[EXTRACTED MATERIAL]
****************************************

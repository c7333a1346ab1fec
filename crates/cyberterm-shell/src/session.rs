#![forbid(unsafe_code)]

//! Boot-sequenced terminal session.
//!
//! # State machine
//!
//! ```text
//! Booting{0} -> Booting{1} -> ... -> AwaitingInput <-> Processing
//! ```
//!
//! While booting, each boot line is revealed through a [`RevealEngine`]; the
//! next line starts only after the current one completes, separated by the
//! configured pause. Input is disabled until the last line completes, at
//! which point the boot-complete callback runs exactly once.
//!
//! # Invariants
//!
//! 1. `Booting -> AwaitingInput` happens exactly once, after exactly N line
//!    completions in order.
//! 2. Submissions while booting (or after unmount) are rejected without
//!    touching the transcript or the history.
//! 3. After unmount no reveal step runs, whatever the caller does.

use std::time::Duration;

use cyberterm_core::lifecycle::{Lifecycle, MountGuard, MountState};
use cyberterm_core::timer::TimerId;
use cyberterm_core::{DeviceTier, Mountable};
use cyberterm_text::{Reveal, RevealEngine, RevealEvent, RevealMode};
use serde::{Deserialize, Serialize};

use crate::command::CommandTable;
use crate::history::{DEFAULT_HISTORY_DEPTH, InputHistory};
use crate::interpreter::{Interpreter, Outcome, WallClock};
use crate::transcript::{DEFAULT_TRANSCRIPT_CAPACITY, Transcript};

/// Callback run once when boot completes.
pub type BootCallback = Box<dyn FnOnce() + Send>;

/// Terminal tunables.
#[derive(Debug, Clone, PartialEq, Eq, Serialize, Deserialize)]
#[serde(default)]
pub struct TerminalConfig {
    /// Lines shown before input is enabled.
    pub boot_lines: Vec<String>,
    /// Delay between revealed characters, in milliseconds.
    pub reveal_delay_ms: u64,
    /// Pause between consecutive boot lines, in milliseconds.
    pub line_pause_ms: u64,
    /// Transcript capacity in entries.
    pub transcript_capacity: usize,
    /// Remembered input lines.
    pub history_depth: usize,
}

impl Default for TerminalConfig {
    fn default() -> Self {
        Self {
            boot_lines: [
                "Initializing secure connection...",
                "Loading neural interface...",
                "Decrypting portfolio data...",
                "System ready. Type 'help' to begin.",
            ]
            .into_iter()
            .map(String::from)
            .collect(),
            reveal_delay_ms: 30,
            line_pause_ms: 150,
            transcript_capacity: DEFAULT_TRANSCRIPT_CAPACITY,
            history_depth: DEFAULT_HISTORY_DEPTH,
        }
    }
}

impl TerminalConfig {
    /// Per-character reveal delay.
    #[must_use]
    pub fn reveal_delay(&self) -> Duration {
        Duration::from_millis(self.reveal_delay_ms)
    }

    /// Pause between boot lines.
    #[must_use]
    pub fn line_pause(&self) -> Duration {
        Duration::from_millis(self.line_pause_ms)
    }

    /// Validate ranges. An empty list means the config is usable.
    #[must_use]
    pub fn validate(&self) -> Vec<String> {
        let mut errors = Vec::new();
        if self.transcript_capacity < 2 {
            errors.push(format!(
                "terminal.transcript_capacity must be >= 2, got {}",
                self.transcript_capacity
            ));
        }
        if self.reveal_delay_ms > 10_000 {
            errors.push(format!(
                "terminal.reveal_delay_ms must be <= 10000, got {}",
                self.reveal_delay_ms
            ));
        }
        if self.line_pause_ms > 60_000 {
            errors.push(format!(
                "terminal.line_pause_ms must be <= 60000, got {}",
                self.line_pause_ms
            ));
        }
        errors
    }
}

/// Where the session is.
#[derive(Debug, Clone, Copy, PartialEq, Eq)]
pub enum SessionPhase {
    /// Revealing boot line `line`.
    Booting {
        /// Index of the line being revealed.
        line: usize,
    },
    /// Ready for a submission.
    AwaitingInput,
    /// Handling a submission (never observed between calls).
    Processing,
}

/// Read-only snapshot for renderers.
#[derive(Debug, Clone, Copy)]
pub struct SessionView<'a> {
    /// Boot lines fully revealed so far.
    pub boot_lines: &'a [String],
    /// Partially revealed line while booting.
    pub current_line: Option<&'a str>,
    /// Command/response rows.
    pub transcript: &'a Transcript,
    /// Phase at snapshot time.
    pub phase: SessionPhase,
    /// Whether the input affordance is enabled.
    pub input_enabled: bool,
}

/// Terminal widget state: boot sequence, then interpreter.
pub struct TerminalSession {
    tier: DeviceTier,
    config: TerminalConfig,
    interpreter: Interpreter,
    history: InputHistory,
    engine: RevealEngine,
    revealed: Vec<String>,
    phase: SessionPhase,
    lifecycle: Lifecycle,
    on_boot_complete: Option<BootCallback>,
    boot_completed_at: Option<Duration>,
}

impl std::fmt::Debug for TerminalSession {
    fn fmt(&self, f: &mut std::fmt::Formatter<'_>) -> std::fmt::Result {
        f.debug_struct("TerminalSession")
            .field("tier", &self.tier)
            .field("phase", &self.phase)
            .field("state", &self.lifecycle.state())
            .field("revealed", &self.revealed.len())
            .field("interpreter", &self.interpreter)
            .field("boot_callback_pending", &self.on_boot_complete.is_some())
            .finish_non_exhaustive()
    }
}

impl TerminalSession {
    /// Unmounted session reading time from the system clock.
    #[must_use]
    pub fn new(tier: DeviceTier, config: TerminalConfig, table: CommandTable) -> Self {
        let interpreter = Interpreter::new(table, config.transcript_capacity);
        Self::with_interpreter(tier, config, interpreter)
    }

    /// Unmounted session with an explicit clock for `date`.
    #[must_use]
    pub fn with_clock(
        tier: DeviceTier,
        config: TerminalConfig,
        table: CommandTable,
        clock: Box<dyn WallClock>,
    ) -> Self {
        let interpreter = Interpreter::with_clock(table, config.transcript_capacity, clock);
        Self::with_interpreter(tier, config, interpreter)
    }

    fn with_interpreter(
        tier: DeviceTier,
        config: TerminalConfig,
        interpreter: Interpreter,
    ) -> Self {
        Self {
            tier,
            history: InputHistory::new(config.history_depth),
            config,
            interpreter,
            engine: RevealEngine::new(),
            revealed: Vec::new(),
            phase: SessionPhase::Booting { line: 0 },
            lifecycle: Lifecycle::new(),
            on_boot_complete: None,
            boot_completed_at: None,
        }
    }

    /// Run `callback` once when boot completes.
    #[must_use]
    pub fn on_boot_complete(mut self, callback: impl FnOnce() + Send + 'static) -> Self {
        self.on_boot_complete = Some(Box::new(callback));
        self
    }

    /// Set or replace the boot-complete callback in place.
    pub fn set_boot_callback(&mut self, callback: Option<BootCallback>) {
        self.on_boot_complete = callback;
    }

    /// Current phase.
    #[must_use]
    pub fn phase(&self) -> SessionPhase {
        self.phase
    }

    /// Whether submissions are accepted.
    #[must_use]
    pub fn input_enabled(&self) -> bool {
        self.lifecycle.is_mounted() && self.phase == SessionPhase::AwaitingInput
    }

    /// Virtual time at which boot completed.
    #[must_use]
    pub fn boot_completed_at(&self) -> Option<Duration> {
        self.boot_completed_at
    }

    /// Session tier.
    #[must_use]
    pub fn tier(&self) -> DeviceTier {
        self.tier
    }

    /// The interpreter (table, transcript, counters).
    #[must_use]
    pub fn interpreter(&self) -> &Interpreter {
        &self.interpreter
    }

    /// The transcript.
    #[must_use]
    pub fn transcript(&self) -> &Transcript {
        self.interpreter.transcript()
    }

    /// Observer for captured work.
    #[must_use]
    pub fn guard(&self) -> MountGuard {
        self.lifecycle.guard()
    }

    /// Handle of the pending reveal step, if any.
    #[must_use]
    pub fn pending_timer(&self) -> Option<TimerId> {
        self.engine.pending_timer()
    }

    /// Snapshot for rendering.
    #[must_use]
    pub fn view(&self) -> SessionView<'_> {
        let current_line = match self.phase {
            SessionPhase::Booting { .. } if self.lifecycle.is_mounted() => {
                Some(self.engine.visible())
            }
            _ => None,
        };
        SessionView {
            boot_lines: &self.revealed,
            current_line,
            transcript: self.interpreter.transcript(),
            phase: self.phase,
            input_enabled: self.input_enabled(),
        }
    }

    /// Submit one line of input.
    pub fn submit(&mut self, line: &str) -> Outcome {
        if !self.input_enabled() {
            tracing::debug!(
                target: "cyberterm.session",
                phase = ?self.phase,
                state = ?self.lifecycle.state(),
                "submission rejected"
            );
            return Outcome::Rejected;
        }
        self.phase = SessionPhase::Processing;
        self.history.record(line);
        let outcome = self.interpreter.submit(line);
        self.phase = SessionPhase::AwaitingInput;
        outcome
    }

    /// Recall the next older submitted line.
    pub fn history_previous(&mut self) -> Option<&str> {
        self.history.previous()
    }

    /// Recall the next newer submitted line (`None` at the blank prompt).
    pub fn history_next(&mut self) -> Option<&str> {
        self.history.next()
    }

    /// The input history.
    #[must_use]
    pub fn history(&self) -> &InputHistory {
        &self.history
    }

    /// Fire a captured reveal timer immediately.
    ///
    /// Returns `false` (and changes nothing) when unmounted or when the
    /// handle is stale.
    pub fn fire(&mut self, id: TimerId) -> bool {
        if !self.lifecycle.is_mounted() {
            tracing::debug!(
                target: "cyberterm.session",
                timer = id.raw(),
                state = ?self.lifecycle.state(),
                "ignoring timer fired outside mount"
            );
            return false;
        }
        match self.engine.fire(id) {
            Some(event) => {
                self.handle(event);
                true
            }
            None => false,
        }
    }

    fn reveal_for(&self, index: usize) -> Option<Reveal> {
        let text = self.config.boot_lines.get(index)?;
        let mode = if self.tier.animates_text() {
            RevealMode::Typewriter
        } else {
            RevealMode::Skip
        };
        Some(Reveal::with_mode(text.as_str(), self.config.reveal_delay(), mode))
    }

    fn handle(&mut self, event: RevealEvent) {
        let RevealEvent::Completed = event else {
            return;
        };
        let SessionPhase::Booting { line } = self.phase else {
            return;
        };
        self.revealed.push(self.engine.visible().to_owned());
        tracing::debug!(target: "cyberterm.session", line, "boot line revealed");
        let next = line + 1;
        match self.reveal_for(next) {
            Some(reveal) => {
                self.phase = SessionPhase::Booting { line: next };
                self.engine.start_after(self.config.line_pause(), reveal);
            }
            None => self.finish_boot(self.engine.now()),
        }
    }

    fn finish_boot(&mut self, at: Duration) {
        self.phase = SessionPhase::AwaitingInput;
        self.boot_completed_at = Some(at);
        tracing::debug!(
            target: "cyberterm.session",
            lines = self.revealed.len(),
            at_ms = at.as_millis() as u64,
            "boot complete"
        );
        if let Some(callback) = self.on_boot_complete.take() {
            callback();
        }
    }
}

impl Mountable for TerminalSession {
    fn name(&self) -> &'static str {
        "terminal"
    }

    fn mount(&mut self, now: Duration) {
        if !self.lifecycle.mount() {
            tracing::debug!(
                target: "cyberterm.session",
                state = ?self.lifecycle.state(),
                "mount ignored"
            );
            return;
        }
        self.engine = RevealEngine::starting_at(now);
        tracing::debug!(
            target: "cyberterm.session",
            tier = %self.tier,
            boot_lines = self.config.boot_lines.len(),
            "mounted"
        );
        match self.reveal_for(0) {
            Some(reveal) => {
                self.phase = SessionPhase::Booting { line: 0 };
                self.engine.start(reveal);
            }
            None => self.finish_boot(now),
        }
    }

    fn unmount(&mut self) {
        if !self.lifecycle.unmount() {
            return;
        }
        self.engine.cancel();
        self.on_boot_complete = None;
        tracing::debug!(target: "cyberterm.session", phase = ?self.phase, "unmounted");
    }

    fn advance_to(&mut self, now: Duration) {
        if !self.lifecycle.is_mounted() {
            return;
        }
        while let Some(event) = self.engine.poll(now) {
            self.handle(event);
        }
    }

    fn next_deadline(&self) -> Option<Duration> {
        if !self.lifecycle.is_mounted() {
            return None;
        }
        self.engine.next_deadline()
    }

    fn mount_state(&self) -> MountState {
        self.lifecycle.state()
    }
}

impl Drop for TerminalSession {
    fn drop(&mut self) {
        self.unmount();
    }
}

****************************************

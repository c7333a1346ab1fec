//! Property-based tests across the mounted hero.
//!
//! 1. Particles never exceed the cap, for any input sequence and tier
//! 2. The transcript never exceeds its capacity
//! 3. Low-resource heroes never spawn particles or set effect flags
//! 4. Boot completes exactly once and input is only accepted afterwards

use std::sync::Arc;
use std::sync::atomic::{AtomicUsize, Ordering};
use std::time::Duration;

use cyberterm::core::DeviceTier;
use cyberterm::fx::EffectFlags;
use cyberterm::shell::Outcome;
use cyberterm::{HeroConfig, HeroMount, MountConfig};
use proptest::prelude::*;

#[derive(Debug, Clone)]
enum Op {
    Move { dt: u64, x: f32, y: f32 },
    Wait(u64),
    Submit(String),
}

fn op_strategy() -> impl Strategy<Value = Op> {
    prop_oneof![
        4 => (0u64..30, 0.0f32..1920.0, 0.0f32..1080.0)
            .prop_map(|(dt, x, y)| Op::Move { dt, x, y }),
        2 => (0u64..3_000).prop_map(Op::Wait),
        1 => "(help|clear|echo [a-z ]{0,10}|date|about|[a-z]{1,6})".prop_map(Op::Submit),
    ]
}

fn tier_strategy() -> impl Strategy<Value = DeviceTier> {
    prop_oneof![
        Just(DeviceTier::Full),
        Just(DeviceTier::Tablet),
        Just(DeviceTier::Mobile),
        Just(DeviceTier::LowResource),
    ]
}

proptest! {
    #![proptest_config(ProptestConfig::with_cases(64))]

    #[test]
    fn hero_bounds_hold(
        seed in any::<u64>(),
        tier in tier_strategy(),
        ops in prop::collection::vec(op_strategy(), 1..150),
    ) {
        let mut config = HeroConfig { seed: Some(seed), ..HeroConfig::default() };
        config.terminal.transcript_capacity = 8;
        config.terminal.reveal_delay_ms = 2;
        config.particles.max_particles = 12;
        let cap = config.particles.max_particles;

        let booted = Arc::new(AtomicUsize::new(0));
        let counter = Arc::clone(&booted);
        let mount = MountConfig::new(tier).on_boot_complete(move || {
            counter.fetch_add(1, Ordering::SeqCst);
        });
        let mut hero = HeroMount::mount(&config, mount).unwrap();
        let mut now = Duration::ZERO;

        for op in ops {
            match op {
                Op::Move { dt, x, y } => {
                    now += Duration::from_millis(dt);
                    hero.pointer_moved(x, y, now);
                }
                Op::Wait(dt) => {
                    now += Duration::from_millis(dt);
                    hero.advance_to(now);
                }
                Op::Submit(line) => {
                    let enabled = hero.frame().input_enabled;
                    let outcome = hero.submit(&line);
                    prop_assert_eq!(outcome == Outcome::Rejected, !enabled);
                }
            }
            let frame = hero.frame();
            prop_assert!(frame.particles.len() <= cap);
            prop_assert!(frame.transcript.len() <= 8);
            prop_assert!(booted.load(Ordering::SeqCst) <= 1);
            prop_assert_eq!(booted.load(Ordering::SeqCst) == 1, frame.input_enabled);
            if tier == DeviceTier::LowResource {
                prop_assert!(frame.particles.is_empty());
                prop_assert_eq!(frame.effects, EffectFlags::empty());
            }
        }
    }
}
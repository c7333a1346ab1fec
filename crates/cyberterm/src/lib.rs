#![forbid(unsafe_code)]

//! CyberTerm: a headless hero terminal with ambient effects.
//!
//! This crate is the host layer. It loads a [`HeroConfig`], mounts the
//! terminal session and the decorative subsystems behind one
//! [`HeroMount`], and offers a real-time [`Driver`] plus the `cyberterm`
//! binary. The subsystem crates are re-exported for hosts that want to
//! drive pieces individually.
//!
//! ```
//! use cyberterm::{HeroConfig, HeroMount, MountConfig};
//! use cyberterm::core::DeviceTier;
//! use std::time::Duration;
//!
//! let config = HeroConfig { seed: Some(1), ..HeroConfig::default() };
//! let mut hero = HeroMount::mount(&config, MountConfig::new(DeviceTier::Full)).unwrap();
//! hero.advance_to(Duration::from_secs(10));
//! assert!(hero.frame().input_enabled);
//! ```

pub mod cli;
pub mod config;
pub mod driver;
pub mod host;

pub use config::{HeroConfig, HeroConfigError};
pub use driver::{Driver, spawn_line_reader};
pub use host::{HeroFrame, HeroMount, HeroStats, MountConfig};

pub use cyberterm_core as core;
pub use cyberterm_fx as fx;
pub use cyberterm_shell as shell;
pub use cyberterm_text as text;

****************************************

[INSTRUCTIONS TO FOLLOW]
Which lines in the data above hold the word "never"? Return each of them.

[OUTPUT OF THE EXERCISE]
    /// Handling a submission (never observed between calls).
//! 1. Particles never exceed the cap, for any input sequence and tier
//! 2. The transcript never exceeds its capacity
//! 3. Low-resource heroes never spawn particles or set effect flags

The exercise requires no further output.